Nutrition Facts : @context http, Calories 936, UnsaturatedFat 33 grams, Carbohydrate 55 grams, Fat 52 grams, Fiber 9 grams, Protein 62 grams, SaturatedFat 14 grams, Sodium 1202 milligrams, Sugar 6 grams, TransFat 0 grams
Tips:
- Use a variety of lentils. This recipe calls for green lentils, but you can also use brown, red, or black lentils. Different lentils have different flavors and textures, so experiment to find your favorite.
- Rinse the lentils before cooking. This will help to remove any dirt or debris.
- Add vegetables to the pot. This recipe calls for spinach and carrots, but you can also add other vegetables, such as onions, celery, or potatoes.

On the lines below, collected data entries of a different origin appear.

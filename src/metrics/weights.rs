//! Indicator weight tables.

use std::collections::BTreeMap;
use std::path::Path;

use serde::{Deserialize, Serialize};

use super::IndicatorInputs;
use crate::error::{AppError, LinkographError, LinkographResult};

/// Normalised quantity an indicator formula can draw on.
#[derive(Debug, Clone, Copy, PartialEq, Eq, PartialOrd, Ord, Hash, Serialize, Deserialize)]
#[serde(rename_all = "snake_case")]
pub enum MetricInput {
    /// Link density divided by the saturation constant.
    LinkDensity,
    /// One minus the normalised link density.
    Sparsity,
    /// Critical moves over total moves.
    CriticalMoveRatio,
    /// Forward and bidirectional critical moves over total moves.
    OpeningRatio,
    /// Backward and bidirectional critical moves over total moves.
    ClosingRatio,
    /// Bidirectional critical moves over total moves.
    BidirectionalRatio,
    /// Orphan moves over total moves.
    OrphanRatio,
    /// Link occupancy entropy.
    Entropy,
    /// Normalised phase entropy.
    PhaseBalance,
    /// Fraction of moves inside a chunk.
    ChunkCoverage,
    /// Fraction of moves inside a web.
    WebCoverage,
    /// Fraction of moves inside a sawtooth.
    SawtoothCoverage,
    /// One minus the fraction of moves inside a struggle run.
    Steadiness,
    /// Fraction of moves inside a post-breakthrough window.
    BreakthroughCoverage,
    /// Reflection and evaluation moves over total moves.
    ReflectiveShare,
}

/// One indicator: a weighted sum of inputs, clamped to [0, 1].
///
/// With `inverted` set the indicator is one minus the weighted sum.
#[derive(Debug, Clone, PartialEq, Serialize, Deserialize)]
pub struct IndicatorFormula {
    /// Input weights.
    pub terms: BTreeMap<MetricInput, f64>,
    /// Report `1 - sum` instead of `sum`.
    #[serde(default)]
    pub inverted: bool,
}

impl IndicatorFormula {
    fn new(terms: &[(MetricInput, f64)]) -> Self {
        Self {
            terms: terms.iter().copied().collect(),
            inverted: false,
        }
    }

    fn inverted(mut self) -> Self {
        self.inverted = true;
        self
    }

    /// Evaluate against a set of inputs.
    pub fn evaluate(&self, inputs: &IndicatorInputs) -> f64 {
        let sum: f64 = self
            .terms
            .iter()
            .map(|(input, weight)| weight * inputs.get(*input))
            .sum();
        let value = if self.inverted { 1.0 - sum } else { sum };
        value.clamp(0.0, 1.0)
    }
}

fn default_density_saturation() -> f64 {
    3.0
}

/// Weight tables for the six cognitive indicators.
///
/// The defaults are uncalibrated; deployments are expected to supply
/// their own via `LINKOGRAPHY_WEIGHTS_PATH`.
#[derive(Debug, Clone, PartialEq, Serialize, Deserialize)]
pub struct MetricWeights {
    /// Links per move at which the normalised density reaches 1.
    #[serde(default = "default_density_saturation")]
    pub density_saturation: f64,
    /// Formula for `deep_thinking_engagement`.
    pub deep_thinking_engagement: IndicatorFormula,
    /// Formula for `cognitive_offloading_prevention`.
    pub cognitive_offloading_prevention: IndicatorFormula,
    /// Formula for `scaffolding_effectiveness`.
    pub scaffolding_effectiveness: IndicatorFormula,
    /// Formula for `knowledge_integration`.
    pub knowledge_integration: IndicatorFormula,
    /// Formula for `learning_progression`.
    pub learning_progression: IndicatorFormula,
    /// Formula for `metacognitive_awareness`.
    pub metacognitive_awareness: IndicatorFormula,
}

impl Default for MetricWeights {
    fn default() -> Self {
        use MetricInput::*;

        Self {
            density_saturation: default_density_saturation(),
            deep_thinking_engagement: IndicatorFormula::new(&[
                (LinkDensity, 0.4),
                (WebCoverage, 0.3),
                (CriticalMoveRatio, 0.3),
            ]),
            cognitive_offloading_prevention: IndicatorFormula::new(&[
                (OrphanRatio, 0.6),
                (Sparsity, 0.4),
            ])
            .inverted(),
            scaffolding_effectiveness: IndicatorFormula::new(&[
                (SawtoothCoverage, 0.5),
                (ChunkCoverage, 0.3),
                (Steadiness, 0.2),
            ]),
            knowledge_integration: IndicatorFormula::new(&[
                (WebCoverage, 0.35),
                (Entropy, 0.35),
                (ClosingRatio, 0.3),
            ]),
            learning_progression: IndicatorFormula::new(&[
                (BreakthroughCoverage, 0.4),
                (PhaseBalance, 0.3),
                (OpeningRatio, 0.3),
            ]),
            metacognitive_awareness: IndicatorFormula::new(&[
                (ReflectiveShare, 0.5),
                (BidirectionalRatio, 0.25),
                (ChunkCoverage, 0.25),
            ]),
        }
    }
}

impl MetricWeights {
    /// Load a full weight table from a JSON file.
    pub fn from_json_file(path: &Path) -> Result<Self, AppError> {
        let raw = std::fs::read_to_string(path).map_err(|e| AppError::Config {
            message: format!("cannot read weights file {}: {}", path.display(), e),
        })?;
        let weights: MetricWeights = serde_json::from_str(&raw).map_err(|e| AppError::Config {
            message: format!("invalid weights file {}: {}", path.display(), e),
        })?;
        weights.validate().map_err(|e| AppError::Config {
            message: e.to_string(),
        })?;
        Ok(weights)
    }

    /// Reject non-finite or negative weights and a non-positive saturation.
    pub fn validate(&self) -> LinkographResult<()> {
        if !(self.density_saturation.is_finite() && self.density_saturation > 0.0) {
            return Err(LinkographError::config(
                "density_saturation",
                "must be a positive number",
            ));
        }

        for (name, formula) in self.formulas() {
            if let Some((input, weight)) = formula
                .terms
                .iter()
                .find(|(_, w)| !w.is_finite() || **w < 0.0)
            {
                return Err(LinkographError::config(
                    name,
                    format!("weight for {:?} must be finite and non-negative, got {}", input, weight),
                ));
            }
        }
        Ok(())
    }

    fn formulas(&self) -> [(&'static str, &IndicatorFormula); 6] {
        [
            ("deep_thinking_engagement", &self.deep_thinking_engagement),
            (
                "cognitive_offloading_prevention",
                &self.cognitive_offloading_prevention,
            ),
            ("scaffolding_effectiveness", &self.scaffolding_effectiveness),
            ("knowledge_integration", &self.knowledge_integration),
            ("learning_progression", &self.learning_progression),
            ("metacognitive_awareness", &self.metacognitive_awareness),
        ]
    }
}

#[cfg(test)]
mod tests {
    use super::*;
    use std::io::Write;

    #[test]
    fn test_default_weights_are_valid() {
        let weights = MetricWeights::default();
        assert!(weights.validate().is_ok());
        for (_, formula) in weights.formulas() {
            let total: f64 = formula.terms.values().sum();
            assert!(total <= 1.0 + 1e-12);
        }
    }

    #[test]
    fn test_formula_clamps() {
        let mut inputs = IndicatorInputs::default();
        inputs.set(MetricInput::Entropy, 1.0);
        let formula = IndicatorFormula::new(&[(MetricInput::Entropy, 2.0)]);
        assert_eq!(formula.evaluate(&inputs), 1.0);
        assert_eq!(formula.clone().inverted().evaluate(&inputs), 0.0);
    }

    #[test]
    fn test_round_trip_through_json_file() {
        let mut weights = MetricWeights::default();
        weights.density_saturation = 5.0;
        let mut file = tempfile::NamedTempFile::new().unwrap();
        write!(file, "{}", serde_json::to_string(&weights).unwrap()).unwrap();

        let loaded = MetricWeights::from_json_file(file.path()).unwrap();
        assert_eq!(loaded, weights);
    }

    #[test]
    fn test_negative_weight_rejected() {
        let mut weights = MetricWeights::default();
        weights
            .knowledge_integration
            .terms
            .insert(MetricInput::Entropy, -0.1);
        let err = weights.validate().unwrap_err();
        assert!(err.to_string().contains("knowledge_integration"));
    }

    #[test]
    fn test_missing_file_is_config_error() {
        let err = MetricWeights::from_json_file(Path::new("/nonexistent/weights.json")).unwrap_err();
        assert!(matches!(err, AppError::Config { .. }));
    }

    #[test]
    fn test_partial_file_is_rejected() {
        let mut file = tempfile::NamedTempFile::new().unwrap();
        write!(file, r#"{{"density_saturation": 2.0}}"#).unwrap();
        let err = MetricWeights::from_json_file(file.path()).unwrap_err();
        assert!(err.to_string().contains("invalid weights file"));
    }
}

- Use chicken broth or water. You can use either chicken broth or water for the cooking liquid. If you use water, you may want to add some salt or other seasonings to taste.
- Cook the chicken and lentils together. This will help to infuse the chicken with the flavor of the lentils.
- Serve with rice or bread. This dish is delicious served with rice or bread.
Conclusion:
This chicken with lentils and spinach is a delicious and healthy meal that is easy to make in a pressure cooker. It is a great way to get your daily dose of protein, fiber, and vegetables. You can also add your own favorite seasonings to customize the flavor of the dish.